[What is expected] Only the number is wanted: how many lines in the data contain "println"?

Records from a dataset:
# # # # #
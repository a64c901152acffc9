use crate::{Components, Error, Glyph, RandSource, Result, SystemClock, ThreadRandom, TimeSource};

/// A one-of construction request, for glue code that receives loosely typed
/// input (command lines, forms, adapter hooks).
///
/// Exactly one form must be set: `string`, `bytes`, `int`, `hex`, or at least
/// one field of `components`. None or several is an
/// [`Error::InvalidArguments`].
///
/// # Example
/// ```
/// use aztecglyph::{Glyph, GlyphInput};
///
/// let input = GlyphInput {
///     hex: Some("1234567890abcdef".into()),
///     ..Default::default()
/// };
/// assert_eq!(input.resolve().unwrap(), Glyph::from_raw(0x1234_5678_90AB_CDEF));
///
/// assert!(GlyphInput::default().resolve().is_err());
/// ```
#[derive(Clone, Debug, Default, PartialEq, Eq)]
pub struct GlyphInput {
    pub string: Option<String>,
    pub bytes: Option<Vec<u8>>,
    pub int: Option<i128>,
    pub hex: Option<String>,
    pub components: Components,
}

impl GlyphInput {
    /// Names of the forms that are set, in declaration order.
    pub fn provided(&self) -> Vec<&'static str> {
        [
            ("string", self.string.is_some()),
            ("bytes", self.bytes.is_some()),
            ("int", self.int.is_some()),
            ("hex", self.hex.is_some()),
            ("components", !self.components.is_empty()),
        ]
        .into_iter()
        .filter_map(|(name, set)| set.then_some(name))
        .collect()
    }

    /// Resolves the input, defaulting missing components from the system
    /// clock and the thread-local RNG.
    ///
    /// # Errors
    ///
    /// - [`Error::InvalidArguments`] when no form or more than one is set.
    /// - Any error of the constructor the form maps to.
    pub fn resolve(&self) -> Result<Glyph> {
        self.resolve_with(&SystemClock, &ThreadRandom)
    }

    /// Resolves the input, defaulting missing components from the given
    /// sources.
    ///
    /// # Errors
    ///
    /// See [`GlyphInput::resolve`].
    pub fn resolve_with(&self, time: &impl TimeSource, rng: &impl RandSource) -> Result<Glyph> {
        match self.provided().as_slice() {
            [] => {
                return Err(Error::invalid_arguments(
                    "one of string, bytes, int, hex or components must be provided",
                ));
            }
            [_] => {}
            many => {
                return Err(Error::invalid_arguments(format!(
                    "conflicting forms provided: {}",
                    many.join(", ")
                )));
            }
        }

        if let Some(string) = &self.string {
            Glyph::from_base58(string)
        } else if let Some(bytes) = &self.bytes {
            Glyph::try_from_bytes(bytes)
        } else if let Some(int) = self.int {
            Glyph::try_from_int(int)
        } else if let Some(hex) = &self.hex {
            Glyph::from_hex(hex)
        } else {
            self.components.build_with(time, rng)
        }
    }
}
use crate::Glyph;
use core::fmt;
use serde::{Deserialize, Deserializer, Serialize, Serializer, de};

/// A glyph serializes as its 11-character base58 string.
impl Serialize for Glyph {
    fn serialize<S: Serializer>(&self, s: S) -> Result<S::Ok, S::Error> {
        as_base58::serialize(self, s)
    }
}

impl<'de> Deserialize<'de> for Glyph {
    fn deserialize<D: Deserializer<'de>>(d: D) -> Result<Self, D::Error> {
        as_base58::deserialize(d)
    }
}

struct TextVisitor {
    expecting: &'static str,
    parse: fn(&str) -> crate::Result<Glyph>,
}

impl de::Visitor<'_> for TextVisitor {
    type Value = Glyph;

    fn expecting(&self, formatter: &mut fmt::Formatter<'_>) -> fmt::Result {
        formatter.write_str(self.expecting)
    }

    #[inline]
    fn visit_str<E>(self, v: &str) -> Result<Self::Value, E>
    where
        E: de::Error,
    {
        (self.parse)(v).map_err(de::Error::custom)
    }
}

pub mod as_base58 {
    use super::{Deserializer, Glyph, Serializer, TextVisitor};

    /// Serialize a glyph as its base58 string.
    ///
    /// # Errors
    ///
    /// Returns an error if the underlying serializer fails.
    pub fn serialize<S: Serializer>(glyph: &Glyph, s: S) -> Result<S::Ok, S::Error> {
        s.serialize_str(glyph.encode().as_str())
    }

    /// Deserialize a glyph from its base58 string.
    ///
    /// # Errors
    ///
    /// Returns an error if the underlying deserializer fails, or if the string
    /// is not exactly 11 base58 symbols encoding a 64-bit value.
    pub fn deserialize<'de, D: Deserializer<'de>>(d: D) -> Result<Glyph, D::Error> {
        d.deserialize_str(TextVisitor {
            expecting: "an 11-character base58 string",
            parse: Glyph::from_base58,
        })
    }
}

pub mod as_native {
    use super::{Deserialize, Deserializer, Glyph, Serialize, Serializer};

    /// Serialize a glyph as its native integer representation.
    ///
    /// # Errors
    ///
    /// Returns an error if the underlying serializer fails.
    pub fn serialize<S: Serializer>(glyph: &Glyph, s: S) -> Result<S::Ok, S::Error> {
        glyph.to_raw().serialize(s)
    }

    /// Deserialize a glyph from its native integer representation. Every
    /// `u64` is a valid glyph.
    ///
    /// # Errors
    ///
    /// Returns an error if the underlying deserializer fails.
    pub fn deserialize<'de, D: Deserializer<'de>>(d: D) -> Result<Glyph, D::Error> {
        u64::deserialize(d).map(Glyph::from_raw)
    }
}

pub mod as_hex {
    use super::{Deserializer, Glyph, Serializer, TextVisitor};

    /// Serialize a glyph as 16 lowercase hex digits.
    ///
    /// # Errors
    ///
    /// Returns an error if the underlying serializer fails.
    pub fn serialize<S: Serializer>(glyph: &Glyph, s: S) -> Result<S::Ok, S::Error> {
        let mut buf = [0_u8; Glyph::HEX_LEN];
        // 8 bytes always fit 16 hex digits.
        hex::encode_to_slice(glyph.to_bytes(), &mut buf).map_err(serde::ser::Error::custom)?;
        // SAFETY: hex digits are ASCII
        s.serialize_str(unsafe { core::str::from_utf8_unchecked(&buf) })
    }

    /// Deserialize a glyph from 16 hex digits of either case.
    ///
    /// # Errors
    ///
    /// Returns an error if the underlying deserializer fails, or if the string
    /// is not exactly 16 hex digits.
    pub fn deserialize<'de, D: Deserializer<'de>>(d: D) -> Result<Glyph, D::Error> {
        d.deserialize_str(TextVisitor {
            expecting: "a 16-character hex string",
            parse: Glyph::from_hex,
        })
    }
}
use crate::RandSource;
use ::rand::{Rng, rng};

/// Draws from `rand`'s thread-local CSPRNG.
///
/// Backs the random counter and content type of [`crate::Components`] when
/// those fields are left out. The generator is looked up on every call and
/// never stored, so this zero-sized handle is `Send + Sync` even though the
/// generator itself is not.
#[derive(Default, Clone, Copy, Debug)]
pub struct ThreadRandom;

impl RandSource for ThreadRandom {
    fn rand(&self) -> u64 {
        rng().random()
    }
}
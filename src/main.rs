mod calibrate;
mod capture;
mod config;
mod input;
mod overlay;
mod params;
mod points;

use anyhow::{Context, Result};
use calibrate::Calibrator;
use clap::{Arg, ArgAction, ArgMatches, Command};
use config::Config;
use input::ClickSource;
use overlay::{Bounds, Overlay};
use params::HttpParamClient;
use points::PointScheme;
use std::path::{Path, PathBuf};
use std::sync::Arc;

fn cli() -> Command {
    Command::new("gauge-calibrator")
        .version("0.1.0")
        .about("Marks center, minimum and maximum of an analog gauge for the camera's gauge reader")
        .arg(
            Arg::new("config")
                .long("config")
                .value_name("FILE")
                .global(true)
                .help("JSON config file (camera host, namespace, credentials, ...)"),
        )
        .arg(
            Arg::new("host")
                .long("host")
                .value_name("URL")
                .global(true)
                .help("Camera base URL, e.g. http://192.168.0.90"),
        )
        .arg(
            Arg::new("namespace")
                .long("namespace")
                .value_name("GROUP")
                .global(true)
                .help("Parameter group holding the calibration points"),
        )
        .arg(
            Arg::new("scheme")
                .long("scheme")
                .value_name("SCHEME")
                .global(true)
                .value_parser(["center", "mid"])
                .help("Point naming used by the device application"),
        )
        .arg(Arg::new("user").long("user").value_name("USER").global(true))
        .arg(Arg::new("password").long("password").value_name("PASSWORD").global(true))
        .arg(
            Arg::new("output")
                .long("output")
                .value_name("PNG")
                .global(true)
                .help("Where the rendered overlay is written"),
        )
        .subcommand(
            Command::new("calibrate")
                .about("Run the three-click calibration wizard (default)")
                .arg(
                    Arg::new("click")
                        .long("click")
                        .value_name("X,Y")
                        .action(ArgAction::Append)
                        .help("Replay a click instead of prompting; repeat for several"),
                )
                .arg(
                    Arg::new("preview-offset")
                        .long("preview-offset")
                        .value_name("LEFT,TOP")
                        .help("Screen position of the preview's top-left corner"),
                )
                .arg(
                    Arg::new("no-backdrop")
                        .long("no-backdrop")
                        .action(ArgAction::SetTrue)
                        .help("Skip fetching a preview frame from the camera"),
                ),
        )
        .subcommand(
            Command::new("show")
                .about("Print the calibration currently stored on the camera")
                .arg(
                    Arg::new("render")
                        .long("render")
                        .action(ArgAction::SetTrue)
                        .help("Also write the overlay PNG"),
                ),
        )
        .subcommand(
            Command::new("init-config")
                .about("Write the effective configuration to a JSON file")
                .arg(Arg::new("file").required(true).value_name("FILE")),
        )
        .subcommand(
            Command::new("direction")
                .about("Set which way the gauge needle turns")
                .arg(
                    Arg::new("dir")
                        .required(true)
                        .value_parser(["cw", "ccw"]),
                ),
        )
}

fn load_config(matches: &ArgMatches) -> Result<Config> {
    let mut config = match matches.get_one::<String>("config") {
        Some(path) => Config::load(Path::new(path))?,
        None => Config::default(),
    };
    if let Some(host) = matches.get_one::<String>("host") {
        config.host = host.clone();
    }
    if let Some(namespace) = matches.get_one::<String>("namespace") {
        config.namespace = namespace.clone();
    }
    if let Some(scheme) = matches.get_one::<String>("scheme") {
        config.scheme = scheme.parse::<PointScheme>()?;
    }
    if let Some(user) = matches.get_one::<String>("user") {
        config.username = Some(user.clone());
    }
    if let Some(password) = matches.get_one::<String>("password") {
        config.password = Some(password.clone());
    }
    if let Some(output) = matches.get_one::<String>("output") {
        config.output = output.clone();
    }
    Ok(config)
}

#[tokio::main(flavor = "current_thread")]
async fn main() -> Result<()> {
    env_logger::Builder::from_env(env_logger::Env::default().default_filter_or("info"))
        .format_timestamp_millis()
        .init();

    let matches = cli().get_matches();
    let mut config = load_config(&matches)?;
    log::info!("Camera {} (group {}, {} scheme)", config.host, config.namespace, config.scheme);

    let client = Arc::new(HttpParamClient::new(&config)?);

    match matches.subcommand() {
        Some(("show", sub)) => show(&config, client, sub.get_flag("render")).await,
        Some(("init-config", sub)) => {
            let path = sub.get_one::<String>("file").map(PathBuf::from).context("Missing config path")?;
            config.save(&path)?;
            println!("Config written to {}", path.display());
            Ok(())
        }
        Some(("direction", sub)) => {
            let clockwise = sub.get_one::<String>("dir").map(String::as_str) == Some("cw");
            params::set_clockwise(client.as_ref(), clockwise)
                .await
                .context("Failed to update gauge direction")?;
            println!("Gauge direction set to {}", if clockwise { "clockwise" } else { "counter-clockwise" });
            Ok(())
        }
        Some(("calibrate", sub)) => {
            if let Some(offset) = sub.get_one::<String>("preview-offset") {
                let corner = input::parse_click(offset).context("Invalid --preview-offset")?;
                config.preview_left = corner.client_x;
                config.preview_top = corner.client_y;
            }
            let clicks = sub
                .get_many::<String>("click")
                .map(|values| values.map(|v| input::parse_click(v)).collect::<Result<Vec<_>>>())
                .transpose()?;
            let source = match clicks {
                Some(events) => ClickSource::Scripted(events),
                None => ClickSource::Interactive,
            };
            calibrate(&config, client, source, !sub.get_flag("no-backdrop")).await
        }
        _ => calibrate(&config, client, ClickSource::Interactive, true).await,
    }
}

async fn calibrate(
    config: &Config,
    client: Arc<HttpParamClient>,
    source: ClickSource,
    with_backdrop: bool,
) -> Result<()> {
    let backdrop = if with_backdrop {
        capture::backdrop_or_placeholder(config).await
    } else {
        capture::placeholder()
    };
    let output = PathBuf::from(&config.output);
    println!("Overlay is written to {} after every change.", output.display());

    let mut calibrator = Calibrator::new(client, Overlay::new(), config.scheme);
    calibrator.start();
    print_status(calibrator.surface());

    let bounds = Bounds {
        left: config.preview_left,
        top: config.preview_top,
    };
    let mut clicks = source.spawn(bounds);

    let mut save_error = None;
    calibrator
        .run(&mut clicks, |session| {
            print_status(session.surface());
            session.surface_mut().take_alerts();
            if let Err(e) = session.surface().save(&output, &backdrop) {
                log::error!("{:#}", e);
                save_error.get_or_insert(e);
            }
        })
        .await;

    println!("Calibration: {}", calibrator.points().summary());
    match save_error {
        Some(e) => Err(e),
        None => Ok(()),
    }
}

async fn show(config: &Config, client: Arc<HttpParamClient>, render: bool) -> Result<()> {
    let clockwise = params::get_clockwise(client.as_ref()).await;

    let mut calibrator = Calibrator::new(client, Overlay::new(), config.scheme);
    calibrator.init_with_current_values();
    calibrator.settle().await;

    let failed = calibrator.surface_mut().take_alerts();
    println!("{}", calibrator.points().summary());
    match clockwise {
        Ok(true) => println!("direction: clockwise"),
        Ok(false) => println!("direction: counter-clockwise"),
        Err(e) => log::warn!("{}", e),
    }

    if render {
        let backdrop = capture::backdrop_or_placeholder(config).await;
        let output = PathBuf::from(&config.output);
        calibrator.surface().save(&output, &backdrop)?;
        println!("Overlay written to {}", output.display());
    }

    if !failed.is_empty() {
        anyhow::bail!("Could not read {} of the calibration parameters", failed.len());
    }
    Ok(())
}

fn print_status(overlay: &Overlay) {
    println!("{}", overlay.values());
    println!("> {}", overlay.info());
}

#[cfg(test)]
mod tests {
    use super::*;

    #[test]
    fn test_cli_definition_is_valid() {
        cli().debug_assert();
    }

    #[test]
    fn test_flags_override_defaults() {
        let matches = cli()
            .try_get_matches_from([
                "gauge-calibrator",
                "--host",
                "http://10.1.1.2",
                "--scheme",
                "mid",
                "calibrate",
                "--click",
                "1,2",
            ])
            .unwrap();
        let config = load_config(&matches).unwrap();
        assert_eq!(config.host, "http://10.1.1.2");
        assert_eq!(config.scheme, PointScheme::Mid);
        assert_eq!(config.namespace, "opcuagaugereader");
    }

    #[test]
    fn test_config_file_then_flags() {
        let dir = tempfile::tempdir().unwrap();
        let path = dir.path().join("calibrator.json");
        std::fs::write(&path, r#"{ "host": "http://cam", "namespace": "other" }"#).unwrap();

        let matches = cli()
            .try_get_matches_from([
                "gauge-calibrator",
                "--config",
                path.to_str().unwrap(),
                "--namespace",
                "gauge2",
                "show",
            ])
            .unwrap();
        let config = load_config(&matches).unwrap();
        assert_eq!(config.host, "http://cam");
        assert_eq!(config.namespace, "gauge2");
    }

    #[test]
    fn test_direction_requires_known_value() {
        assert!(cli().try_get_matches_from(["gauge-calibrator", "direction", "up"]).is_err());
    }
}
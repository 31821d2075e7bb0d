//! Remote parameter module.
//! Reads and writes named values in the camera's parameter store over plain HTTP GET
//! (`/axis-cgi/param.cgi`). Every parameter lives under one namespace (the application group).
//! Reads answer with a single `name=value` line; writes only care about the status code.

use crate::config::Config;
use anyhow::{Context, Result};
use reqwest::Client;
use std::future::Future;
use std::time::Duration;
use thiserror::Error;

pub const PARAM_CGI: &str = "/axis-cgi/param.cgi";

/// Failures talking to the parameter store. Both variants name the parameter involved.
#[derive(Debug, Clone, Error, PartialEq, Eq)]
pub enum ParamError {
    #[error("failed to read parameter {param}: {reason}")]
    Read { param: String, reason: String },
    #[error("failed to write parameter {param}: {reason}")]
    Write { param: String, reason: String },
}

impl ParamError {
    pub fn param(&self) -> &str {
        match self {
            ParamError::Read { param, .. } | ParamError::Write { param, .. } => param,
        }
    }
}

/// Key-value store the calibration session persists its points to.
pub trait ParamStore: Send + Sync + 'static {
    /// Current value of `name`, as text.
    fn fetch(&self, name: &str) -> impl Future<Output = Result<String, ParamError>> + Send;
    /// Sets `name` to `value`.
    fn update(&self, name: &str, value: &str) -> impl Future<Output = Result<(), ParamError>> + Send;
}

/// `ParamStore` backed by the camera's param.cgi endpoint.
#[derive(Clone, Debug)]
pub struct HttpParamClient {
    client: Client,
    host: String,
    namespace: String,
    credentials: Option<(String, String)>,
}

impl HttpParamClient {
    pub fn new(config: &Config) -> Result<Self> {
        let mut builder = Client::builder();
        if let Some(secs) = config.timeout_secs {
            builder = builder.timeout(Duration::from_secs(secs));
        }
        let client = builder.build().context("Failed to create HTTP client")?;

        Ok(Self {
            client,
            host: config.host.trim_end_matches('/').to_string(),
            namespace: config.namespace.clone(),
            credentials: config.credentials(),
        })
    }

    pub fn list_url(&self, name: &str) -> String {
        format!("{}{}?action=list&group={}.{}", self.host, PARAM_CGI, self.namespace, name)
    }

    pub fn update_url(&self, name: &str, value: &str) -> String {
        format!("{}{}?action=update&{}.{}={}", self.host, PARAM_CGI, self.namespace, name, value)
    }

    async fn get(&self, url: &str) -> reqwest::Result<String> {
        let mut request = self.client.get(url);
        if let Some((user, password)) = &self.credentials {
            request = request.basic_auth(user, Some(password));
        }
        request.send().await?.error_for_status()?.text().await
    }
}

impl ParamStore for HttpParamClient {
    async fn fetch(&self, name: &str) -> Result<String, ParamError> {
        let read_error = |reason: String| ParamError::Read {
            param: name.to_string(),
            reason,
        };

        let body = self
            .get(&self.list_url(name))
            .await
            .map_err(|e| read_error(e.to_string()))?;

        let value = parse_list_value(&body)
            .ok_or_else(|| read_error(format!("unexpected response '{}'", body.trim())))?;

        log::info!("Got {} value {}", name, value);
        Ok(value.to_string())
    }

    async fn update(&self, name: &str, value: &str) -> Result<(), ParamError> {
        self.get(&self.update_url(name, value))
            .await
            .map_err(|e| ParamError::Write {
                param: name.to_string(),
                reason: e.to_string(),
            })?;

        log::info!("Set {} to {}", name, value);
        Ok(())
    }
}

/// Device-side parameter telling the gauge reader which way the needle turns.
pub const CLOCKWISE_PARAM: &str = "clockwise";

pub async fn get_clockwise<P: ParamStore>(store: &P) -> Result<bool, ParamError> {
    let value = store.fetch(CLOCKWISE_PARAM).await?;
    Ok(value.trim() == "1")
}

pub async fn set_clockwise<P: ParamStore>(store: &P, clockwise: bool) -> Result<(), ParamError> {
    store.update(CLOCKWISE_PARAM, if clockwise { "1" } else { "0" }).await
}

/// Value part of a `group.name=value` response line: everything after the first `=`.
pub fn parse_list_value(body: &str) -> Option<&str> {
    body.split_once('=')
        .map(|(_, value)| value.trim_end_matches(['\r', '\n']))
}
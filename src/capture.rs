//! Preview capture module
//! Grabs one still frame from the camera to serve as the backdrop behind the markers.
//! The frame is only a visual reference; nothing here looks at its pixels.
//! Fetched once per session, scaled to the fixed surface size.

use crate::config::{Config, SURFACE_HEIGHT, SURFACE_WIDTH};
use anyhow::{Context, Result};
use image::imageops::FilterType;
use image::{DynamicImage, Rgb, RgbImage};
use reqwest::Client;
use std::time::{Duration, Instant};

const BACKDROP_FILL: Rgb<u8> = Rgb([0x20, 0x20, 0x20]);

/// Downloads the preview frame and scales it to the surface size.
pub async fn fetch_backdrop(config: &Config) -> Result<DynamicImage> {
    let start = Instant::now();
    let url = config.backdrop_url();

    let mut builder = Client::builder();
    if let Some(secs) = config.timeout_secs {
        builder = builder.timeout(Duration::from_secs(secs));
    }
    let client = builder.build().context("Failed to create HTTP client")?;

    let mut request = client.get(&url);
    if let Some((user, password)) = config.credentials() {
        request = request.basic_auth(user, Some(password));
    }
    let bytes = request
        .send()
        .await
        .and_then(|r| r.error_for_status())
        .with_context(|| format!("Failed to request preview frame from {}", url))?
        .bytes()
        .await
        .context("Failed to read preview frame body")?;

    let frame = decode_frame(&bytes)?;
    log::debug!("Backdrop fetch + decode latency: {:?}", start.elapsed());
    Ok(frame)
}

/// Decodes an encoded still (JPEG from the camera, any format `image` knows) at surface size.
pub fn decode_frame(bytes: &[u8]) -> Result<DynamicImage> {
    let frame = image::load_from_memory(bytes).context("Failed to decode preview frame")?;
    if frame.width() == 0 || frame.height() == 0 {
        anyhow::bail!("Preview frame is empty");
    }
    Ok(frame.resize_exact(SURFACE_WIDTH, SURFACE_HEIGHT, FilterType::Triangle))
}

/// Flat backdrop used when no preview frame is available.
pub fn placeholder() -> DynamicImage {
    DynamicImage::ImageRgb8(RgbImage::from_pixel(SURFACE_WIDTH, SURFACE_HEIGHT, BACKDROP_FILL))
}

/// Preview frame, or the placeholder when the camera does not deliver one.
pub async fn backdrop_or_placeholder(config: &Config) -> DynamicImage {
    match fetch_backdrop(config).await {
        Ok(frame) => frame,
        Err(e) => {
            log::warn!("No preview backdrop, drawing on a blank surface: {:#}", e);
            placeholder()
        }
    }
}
# # # # #
[Exercise response] 10